Theorem. 2 is even. Proof. 0 is even because 2 × 0 = 0. 2 is even by applying the above theorem and rule (∀⇒). QED.
Theorem. If f₁ ≲ g and f₂ ≲ g, then f₁ + f₂ ≲ g. Proof. Suppose f₁ ≲ g and f₂ ≲ g. So ∀n ≥ k₁. f₁(n) ≤ c₁ × g(n) (1) and ∀n ≥ k₂. f₂(n) ≤ c₂ × g(n) (2) by (∃⇒).
We need to show that ∃k c. ∀n ≥ k. f₁(n) + f₂(n) ≤ c × g(n) Choose k = k₁ + k₂ (⇒∃). Choose c = c₁ + c₂ (⇒∃). ∀n ≥ k₁ + k₂. f₁(n) + f₂(n) ≤ (c₁ + c₂) × g(n) Let n be a number and assume n ≥ k₁ + k₂. (⇒∀) We need to show that f₁(n) + f₂(n) ≤ (c₁ + c₂) × g(n) equivalently: f₁(n) + f₂(n) ≤ c₁ × g(n) + c₂ × g(n) From (1) and (2) we have f₁(n) ≤ c₁ × g(n) f₂(n) ≤ c₂ × g(n) and therefore f₁(n) + f₂(n) ≤ c₁ × g(n) + c₂ × g(n). QED.
Show that 2 log n ∈ O(n / 2).
We need to choose k and c.

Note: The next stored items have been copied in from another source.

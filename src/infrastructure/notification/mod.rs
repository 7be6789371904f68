//! Desktop notification implementations

pub mod notify_rust;

pub use notify_rust::NotifyRustNotifier;
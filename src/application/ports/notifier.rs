//! Notification port interface

use async_trait::async_trait;
use thiserror::Error;

/// Notification errors
#[derive(Debug, Clone, Error)]
pub enum NotificationError {
    #[error("Failed to show notification: {0}")]
    SendFailed(String),
}

/// Notification icon types
#[derive(Debug, Clone, Copy, PartialEq, Eq)]
pub enum NotificationIcon {
    Info,
    Success,
    Warning,
    Error,
    Recording,
}

impl NotificationIcon {
    /// Get the freedesktop icon name
    pub const fn icon_name(&self) -> &'static str {
        match self {
            Self::Info => "dialog-information",
            Self::Success => "dialog-ok",
            Self::Warning => "dialog-warning",
            Self::Error => "dialog-error",
            Self::Recording => "media-record",
        }
    }
}

/// Port for desktop notifications (the recorder's "toast" surface)
#[async_trait]
pub trait Notifier: Send + Sync {
    /// Show a desktop notification.
    async fn notify(
        &self,
        title: &str,
        message: &str,
        icon: NotificationIcon,
    ) -> Result<(), NotificationError>;
}

/// Blanket implementation for boxed notifier types
#[async_trait]
impl Notifier for Box<dyn Notifier> {
    async fn notify(
        &self,
        title: &str,
        message: &str,
        icon: NotificationIcon,
    ) -> Result<(), NotificationError> {
        self.as_ref().notify(title, message, icon).await
    }
}
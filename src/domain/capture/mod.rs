//! Capture domain: session lifecycle, grant token, video profile

pub mod profile;
pub mod session;
pub mod token;

pub use profile::{VideoProfile, VIDEO_BIT_RATE, VIDEO_FRAME_RATE};
pub use session::{InvalidStateTransition, RecordingSession, SessionState};
pub use token::CaptureToken;
//! PID file management for the service

use std::fs::{self, File};
use std::io::{Read, Write};
use std::path::PathBuf;
use std::process;

use nix::sys::signal::{kill, Signal};
use nix::unistd::Pid;

/// Default PID file location
const DEFAULT_PID_PATH: &str = "/tmp/screenrec.pid";

/// PID file for the service
pub struct PidFile {
    path: PathBuf,
}

impl PidFile {
    /// Create a new PID file manager with default path
    pub fn new() -> Self {
        Self {
            path: PathBuf::from(DEFAULT_PID_PATH),
        }
    }

    /// Create with custom path
    pub fn with_path(path: impl Into<PathBuf>) -> Self {
        Self { path: path.into() }
    }

    /// Get the PID file path
    pub fn path(&self) -> &PathBuf {
        &self.path
    }

    /// Check if another service instance is already running
    pub fn is_running(&self) -> Option<u32> {
        if !self.path.exists() {
            return None;
        }

        let mut file = match File::open(&self.path) {
            Ok(f) => f,
            Err(_) => return None,
        };

        let mut contents = String::new();
        if file.read_to_string(&mut contents).is_err() {
            return None;
        }

        let pid: u32 = match contents.trim().parse() {
            Ok(p) => p,
            Err(_) => return None,
        };

        // Check if process is still alive using signal 0
        let pid_t = Pid::from_raw(pid as i32);
        match kill(pid_t, Signal::SIGCONT) {
            Ok(_) => Some(pid), // Process exists
            Err(nix::errno::Errno::ESRCH) => {
                // Process doesn't exist - stale PID file
                let _ = fs::remove_file(&self.path);
                None
            }
            Err(_) => None, // Other error - assume not running
        }
    }

    /// Acquire the PID file (fails if another instance is running)
    pub fn acquire(&self) -> Result<(), PidFileError> {
        if let Some(pid) = self.is_running() {
            return Err(PidFileError::AlreadyRunning(pid));
        }

        let mut file = File::create(&self.path)
            .map_err(|e| PidFileError::WriteFailed(format!("Failed to create PID file: {}", e)))?;

        let pid = process::id();
        write!(file, "{}", pid)
            .map_err(|e| PidFileError::WriteFailed(format!("Failed to write PID: {}", e)))?;

        Ok(())
    }

    /// Release the PID file
    pub fn release(&self) -> Result<(), PidFileError> {
        if self.path.exists() {
            fs::remove_file(&self.path).map_err(|e| {
                PidFileError::RemoveFailed(format!("Failed to remove PID file: {}", e))
            })?;
        }
        Ok(())
    }
}

impl Default for PidFile {
    fn default() -> Self {
        Self::new()
    }
}

impl Drop for PidFile {
    fn drop(&mut self) {
        // Best-effort cleanup
        let _ = self.release();
    }
}

/// PID file errors
#[derive(Debug, thiserror::Error)]
pub enum PidFileError {
    #[error("Another instance is already running (PID: {0})")]
    AlreadyRunning(u32),

    #[error("Failed to write PID file: {0}")]
    WriteFailed(String),

    #[error("Failed to remove PID file: {0}")]
    RemoveFailed(String),
}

To make it easy to compute log n, let’s look at powers of 2.
| n | log n | n/2 | 2 log n |
|---|---|---|---|
| 1 | 0 | 1/2 | 0 |
| 2 | 1 | 1 | 2 |
| 4 | 2 | 2 | 4 |
| 8 | 3 | 4 | 6 |
| 16 | 4 | 8 | 8 |
| 32 | 5 | 16 | 10 |
| 64 | 6 | 32 | 12 |
Choose k = 16. Choose c = 1.
We need to show that ∀ n ≥ 16. 2 log n ≤ n / 2. Proof by induction. Base case n = 16. 2 log 16 = 8 = n / 2. Induction step. Assume k > 16. Assume 2 log(k) ≤ k/2 (Induction Hypothesis). We need to show that 2 log (k + 1) ≤ (k + 1) / 2. Work backwards through the following: 2 log(k + 1) ≤ 2 log(1.18 × k) = 2 (log(1.18) + log(k)) (log(ab) = log(a) + log(n)) ≤ 2 (1/4 + log(k)) = 2(1/4) + 2 log(k) ≤ 1/2 + 2 log(k) ≤ 1/2 + k/2 by IH = (1 + k) / 2. QED.

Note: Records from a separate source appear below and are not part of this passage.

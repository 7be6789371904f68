//! Foreground-app poller use case

use std::sync::atomic::{AtomicBool, Ordering};
use std::sync::Arc;
use std::time::Duration;

use tokio::sync::mpsc;
use tokio::task::JoinHandle;
use tokio::time::interval;

use crate::domain::foreground::{decide, PollDecision};

use super::ports::ForegroundInspector;

/// Recurring foreground poll.
///
/// Every tick takes a foreground snapshot, combines it with the current
/// overlay visibility, and dispatches the resulting decision over the
/// channel so all overlay mutations happen on the task that owns the
/// overlay. Ticks where the inspector fails are skipped.
pub struct ForegroundPoller;

/// Handle to a running poller. Stopping is idempotent.
pub struct PollerHandle {
    stopped: Arc<AtomicBool>,
    task: JoinHandle<()>,
}

impl ForegroundPoller {
    /// Spawn the poll loop.
    ///
    /// `visible` is the overlay's showing flag, written by the overlay
    /// owner and only read here.
    pub fn spawn<I>(
        inspector: Arc<I>,
        period: Duration,
        visible: Arc<AtomicBool>,
        tx: mpsc::Sender<PollDecision>,
    ) -> PollerHandle
    where
        I: ForegroundInspector + 'static,
    {
        let stopped = Arc::new(AtomicBool::new(false));
        let stop_flag = Arc::clone(&stopped);

        let task = tokio::spawn(async move {
            let mut ticker = interval(period);
            loop {
                ticker.tick().await;
                if stop_flag.load(Ordering::SeqCst) {
                    break;
                }

                let snapshot = match inspector.snapshot().await {
                    Ok(snapshot) => snapshot,
                    Err(_) => continue,
                };

                let decision = decide(snapshot.is_home, visible.load(Ordering::SeqCst));
                if decision == PollDecision::Ignore {
                    continue;
                }
                if tx.send(decision).await.is_err() {
                    // Receiver gone: the service is shutting down.
                    break;
                }
            }
        });

        PollerHandle { stopped, task }
    }
}

impl PollerHandle {
    /// Stop the poller. Returns true the first time, false on repeat
    /// calls; stopping twice is a defined no-op.
    pub fn stop(&self) -> bool {
        !self.stopped.swap(true, Ordering::SeqCst)
    }

    /// Check whether the poller has been asked to stop
    pub fn is_stopped(&self) -> bool {
        self.stopped.load(Ordering::SeqCst)
    }

    /// Wait for the poll loop to wind down after `stop`
    pub async fn join(self) {
        let _ = self.task.await;
    }
}

#[cfg(test)]
mod tests {
    use super::*;
    use crate::application::ports::ForegroundError;
    use crate::domain::foreground::ForegroundSnapshot;
    use async_trait::async_trait;
    use tokio::time::timeout;

    struct ScriptedInspector {
        is_home: AtomicBool,
        fail: AtomicBool,
    }

    impl ScriptedInspector {
        fn new(is_home: bool) -> Self {
            Self {
                is_home: AtomicBool::new(is_home),
                fail: AtomicBool::new(false),
            }
        }
    }

    #[async_trait]
    impl ForegroundInspector for ScriptedInspector {
        async fn snapshot(&self) -> Result<ForegroundSnapshot, ForegroundError> {
            if self.fail.load(Ordering::SeqCst) {
                return Err(ForegroundError::QueryFailed("scripted".to_string()));
            }
            Ok(ForegroundSnapshot::new(
                "scripted",
                self.is_home.load(Ordering::SeqCst),
            ))
        }
    }

    const TICK: Duration = Duration::from_millis(10);
    const WAIT: Duration = Duration::from_secs(2);

    #[tokio::test]
    async fn dispatches_show_when_home_and_hidden() {
        let inspector = Arc::new(ScriptedInspector::new(true));
        let visible = Arc::new(AtomicBool::new(false));
        let (tx, mut rx) = mpsc::channel(8);

        let handle = ForegroundPoller::spawn(inspector, TICK, visible, tx);
        let decision = timeout(WAIT, rx.recv()).await.unwrap().unwrap();
        assert_eq!(decision, PollDecision::Show);

        handle.stop();
        handle.join().await;
    }

    #[tokio::test]
    async fn dispatches_hide_when_foreground_leaves_home() {
        let inspector = Arc::new(ScriptedInspector::new(false));
        let visible = Arc::new(AtomicBool::new(true));
        let (tx, mut rx) = mpsc::channel(8);

        let handle = ForegroundPoller::spawn(inspector, TICK, visible, tx);
        let decision = timeout(WAIT, rx.recv()).await.unwrap().unwrap();
        assert_eq!(decision, PollDecision::Hide);

        handle.stop();
        handle.join().await;
    }

    #[tokio::test]
    async fn dispatches_refresh_when_home_and_visible() {
        let inspector = Arc::new(ScriptedInspector::new(true));
        let visible = Arc::new(AtomicBool::new(true));
        let (tx, mut rx) = mpsc::channel(8);

        let handle = ForegroundPoller::spawn(inspector, TICK, visible, tx);
        let decision = timeout(WAIT, rx.recv()).await.unwrap().unwrap();
        assert_eq!(decision, PollDecision::Refresh);

        handle.stop();
        handle.join().await;
    }

    #[tokio::test]
    async fn inspector_failures_skip_the_tick() {
        let inspector = Arc::new(ScriptedInspector::new(true));
        inspector.fail.store(true, Ordering::SeqCst);
        let visible = Arc::new(AtomicBool::new(false));
        let (tx, mut rx) = mpsc::channel(8);

        let handle = ForegroundPoller::spawn(Arc::clone(&inspector), TICK, visible, tx);

        // Nothing arrives while the inspector is failing.
        assert!(timeout(Duration::from_millis(100), rx.recv()).await.is_err());

        // First healthy tick produces a decision again.
        inspector.fail.store(false, Ordering::SeqCst);
        let decision = timeout(WAIT, rx.recv()).await.unwrap().unwrap();
        assert_eq!(decision, PollDecision::Show);

        handle.stop();
        handle.join().await;
    }

    #[tokio::test]
    async fn stop_is_idempotent() {
        let inspector = Arc::new(ScriptedInspector::new(false));
        let visible = Arc::new(AtomicBool::new(false));
        let (tx, _rx) = mpsc::channel(8);

        let handle = ForegroundPoller::spawn(inspector, TICK, visible, tx);
        assert!(handle.stop());
        assert!(!handle.stop());
        assert!(handle.is_stopped());
        handle.join().await;
    }
}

public static void insertion_sort(int[] A) { // let n = A.length
for (int j = 1; j != A.length; ++j) { // iterations? n
int key = A[j]; // O(1)
int i = j - 1; // O(1)
while (i >= 0 && A[i] > key) { // iterations? n
A[i+1] = A[i]; // O(1)
i -= 1; // O(1)
// while body total: O(1)
} // while: O(n)
A[i+1] = key; // O(1)
// for body total: O(n)
} // for: n * O(n) = O(n^2)
}
What is the time complexity of insertion_sort?
worst-case-insertion-sort-time(n) ∈ O(n^2)
Answer:
Definition (Omega) For a given function g(n), we define Ω(g) as the set of functions that grow at least as fast a g(n):
f ∈ Ω(g) iff ∃ k c, ∀ n ≥ k, 0 ≤ c g(n) ≤ f(n).
Notation f ≳ g means f ∈ Ω(g).
Definition (Theta) For a given function g(n), Θ(g) is the set of functions that grow at the same rate as g(n):
f ∈ Θ(g) iff ∃ k c₁ c₂, ∀ n ≥ k, 0 ≤ c₁ g(n) ≤ f(n) ≤ c₂ g(n).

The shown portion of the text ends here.